Start of Data records
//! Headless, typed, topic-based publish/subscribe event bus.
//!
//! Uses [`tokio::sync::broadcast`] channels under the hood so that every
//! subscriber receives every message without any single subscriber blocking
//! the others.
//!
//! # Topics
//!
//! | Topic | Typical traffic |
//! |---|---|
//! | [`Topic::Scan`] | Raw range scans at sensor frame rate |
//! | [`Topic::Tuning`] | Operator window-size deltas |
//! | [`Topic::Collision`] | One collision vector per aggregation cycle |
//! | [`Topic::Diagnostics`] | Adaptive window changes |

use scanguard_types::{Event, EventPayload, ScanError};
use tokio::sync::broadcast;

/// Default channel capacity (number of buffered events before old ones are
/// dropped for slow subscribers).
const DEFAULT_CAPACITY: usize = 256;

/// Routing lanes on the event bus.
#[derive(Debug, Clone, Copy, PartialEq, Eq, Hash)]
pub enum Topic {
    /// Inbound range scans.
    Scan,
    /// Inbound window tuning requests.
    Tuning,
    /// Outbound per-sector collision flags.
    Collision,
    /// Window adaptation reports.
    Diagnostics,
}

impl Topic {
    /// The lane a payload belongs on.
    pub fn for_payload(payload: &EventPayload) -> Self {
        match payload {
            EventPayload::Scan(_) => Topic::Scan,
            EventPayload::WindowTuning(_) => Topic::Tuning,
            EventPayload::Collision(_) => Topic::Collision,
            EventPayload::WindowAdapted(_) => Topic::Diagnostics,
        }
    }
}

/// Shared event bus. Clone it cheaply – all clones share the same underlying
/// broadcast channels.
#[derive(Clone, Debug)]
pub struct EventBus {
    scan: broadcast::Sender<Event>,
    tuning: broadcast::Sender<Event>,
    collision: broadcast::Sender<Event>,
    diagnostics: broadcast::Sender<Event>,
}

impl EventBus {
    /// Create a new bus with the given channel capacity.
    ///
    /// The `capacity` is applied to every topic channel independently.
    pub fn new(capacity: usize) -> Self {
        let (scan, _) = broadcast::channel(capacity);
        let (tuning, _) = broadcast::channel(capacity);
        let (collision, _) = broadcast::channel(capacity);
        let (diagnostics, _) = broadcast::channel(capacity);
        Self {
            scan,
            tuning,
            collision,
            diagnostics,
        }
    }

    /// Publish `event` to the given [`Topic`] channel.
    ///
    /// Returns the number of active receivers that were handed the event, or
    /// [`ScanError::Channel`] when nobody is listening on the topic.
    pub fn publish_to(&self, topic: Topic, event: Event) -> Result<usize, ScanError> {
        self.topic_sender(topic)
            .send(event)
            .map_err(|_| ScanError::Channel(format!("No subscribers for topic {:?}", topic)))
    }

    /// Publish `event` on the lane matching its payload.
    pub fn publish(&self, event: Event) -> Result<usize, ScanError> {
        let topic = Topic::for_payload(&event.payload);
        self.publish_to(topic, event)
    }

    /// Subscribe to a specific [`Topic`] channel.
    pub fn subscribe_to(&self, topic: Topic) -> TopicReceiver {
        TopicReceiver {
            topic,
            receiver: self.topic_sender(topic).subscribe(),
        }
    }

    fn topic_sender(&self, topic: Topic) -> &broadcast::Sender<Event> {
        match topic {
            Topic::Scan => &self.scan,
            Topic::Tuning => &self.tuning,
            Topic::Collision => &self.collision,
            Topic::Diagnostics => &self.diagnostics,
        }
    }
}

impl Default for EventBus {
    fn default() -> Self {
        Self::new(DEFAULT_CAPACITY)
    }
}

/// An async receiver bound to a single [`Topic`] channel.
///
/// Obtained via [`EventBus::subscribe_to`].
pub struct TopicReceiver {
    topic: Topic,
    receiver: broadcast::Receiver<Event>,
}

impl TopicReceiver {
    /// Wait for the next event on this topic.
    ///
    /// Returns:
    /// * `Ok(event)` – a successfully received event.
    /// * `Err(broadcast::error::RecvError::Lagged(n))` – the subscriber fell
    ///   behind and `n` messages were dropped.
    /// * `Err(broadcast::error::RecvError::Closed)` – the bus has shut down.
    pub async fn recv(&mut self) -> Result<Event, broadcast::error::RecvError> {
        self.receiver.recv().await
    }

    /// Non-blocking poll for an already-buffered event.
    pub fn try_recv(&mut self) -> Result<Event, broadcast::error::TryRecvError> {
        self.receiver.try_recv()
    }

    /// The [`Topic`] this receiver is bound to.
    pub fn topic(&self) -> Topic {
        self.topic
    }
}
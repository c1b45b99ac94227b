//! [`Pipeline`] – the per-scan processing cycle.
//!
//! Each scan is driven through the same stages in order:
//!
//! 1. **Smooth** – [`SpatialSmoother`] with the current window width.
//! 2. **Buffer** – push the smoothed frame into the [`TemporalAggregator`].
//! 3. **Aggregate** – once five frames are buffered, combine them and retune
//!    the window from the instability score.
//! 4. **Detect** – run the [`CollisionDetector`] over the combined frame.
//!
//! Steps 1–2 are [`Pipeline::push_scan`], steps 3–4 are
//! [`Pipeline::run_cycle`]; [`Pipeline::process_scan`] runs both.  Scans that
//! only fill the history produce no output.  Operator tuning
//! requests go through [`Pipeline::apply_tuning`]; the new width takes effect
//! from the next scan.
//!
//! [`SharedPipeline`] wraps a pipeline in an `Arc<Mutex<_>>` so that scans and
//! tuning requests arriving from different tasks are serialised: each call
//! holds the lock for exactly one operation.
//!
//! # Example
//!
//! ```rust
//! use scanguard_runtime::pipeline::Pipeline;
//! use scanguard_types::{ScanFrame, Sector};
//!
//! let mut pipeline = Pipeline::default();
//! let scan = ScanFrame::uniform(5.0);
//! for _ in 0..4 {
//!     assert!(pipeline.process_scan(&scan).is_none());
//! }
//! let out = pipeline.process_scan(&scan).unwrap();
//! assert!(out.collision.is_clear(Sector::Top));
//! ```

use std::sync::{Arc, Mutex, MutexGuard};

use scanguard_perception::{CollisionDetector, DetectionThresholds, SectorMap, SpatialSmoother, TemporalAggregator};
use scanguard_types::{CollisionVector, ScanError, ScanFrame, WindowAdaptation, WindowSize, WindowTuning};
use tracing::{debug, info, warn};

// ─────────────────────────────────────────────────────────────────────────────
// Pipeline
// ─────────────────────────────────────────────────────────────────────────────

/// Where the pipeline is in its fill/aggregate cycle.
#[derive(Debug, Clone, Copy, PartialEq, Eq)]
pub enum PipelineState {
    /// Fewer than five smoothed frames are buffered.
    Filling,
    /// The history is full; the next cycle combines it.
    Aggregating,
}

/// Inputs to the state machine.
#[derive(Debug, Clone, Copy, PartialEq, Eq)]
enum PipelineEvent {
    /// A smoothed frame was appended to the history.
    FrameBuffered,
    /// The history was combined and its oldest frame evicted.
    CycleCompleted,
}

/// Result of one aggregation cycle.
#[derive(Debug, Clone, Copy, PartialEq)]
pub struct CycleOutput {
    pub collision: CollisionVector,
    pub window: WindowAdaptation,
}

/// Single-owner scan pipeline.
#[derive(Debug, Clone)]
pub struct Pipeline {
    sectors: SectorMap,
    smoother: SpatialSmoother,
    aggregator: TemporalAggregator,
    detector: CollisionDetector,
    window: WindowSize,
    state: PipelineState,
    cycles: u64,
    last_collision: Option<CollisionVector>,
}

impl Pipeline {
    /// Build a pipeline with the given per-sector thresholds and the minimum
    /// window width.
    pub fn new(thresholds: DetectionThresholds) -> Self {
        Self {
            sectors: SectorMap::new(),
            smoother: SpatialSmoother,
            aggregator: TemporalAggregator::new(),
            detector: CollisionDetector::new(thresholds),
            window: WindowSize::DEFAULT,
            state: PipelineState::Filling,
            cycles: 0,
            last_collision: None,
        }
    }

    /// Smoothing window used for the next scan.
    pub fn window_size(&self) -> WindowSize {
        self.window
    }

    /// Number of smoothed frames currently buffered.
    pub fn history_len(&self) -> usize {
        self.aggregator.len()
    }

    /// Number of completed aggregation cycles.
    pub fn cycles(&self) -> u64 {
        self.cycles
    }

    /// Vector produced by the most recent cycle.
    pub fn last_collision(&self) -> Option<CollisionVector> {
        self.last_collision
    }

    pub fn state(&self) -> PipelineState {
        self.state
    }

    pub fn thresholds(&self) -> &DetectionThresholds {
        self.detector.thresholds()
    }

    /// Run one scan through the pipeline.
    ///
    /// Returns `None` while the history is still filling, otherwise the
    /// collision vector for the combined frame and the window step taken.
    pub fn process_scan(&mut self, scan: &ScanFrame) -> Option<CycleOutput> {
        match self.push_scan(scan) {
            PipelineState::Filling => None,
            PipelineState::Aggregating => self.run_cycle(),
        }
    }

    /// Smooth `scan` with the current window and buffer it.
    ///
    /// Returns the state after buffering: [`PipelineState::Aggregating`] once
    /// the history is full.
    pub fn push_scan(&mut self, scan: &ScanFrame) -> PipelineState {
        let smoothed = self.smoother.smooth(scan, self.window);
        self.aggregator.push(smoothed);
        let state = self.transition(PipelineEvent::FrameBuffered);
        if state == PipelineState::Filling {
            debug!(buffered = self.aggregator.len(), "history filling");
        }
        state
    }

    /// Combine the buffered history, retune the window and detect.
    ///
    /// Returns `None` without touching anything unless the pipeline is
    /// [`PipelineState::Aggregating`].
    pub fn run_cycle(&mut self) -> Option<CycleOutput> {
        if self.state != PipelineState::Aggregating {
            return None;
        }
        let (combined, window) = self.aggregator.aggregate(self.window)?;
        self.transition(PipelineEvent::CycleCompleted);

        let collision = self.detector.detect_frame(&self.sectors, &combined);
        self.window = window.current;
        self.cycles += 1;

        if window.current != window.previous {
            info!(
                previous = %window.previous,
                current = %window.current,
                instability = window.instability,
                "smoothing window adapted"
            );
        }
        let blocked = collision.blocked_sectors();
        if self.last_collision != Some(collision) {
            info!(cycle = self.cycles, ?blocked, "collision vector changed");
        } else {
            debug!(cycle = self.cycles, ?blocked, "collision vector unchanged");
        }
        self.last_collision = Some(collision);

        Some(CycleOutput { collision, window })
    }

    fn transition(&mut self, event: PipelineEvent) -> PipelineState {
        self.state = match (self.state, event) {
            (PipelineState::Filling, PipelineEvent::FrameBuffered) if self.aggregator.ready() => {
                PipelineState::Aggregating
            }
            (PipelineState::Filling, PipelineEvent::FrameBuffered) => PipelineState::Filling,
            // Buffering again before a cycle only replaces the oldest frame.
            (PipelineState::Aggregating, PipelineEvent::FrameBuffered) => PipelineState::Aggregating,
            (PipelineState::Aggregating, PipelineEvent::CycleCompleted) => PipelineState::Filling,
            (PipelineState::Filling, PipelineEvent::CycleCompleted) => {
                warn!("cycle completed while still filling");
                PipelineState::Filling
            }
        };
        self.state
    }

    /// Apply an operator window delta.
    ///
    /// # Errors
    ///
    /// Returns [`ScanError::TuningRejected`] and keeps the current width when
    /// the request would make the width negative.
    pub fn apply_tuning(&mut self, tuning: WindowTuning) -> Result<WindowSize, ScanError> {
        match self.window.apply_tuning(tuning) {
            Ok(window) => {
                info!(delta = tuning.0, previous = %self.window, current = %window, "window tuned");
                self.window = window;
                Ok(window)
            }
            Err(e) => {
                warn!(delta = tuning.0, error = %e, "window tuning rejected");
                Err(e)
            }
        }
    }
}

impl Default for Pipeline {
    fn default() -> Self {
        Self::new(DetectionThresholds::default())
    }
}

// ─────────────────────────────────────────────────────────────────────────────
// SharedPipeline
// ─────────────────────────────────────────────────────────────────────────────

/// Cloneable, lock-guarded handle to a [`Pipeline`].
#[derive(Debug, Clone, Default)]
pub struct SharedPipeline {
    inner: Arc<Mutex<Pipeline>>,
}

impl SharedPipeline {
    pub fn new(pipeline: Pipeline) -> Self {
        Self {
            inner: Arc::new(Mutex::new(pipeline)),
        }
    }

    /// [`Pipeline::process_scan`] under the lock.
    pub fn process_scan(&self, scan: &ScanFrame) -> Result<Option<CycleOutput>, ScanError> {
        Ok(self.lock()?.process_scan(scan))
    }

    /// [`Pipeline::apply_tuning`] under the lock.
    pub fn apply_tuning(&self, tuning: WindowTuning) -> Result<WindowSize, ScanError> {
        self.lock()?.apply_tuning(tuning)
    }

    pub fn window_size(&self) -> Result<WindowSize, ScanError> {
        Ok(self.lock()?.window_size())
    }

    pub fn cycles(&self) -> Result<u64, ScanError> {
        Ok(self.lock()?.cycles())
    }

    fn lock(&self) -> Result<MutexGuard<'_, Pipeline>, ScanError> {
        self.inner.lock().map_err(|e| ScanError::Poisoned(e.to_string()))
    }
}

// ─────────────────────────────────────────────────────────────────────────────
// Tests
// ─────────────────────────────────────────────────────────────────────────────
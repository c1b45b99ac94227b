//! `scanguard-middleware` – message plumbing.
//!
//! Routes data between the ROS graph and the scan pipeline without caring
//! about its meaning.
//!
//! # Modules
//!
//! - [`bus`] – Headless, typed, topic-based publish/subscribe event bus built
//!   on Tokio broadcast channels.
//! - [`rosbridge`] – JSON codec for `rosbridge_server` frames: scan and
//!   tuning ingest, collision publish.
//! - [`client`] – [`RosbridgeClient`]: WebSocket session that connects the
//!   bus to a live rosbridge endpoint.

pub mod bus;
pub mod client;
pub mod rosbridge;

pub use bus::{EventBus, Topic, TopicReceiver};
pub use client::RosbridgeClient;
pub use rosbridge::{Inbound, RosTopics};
End of Data records
- Exercise objective -
Find all lines holding the word "CollisionVector" in the records above and copy them.

- Response -
use scanguard_types::{CollisionVector, ScanError, ScanFrame, WindowAdaptation, WindowSize, WindowTuning};
    pub collision: CollisionVector,
    last_collision: Option<CollisionVector>,
    pub fn last_collision(&self) -> Option<CollisionVector> {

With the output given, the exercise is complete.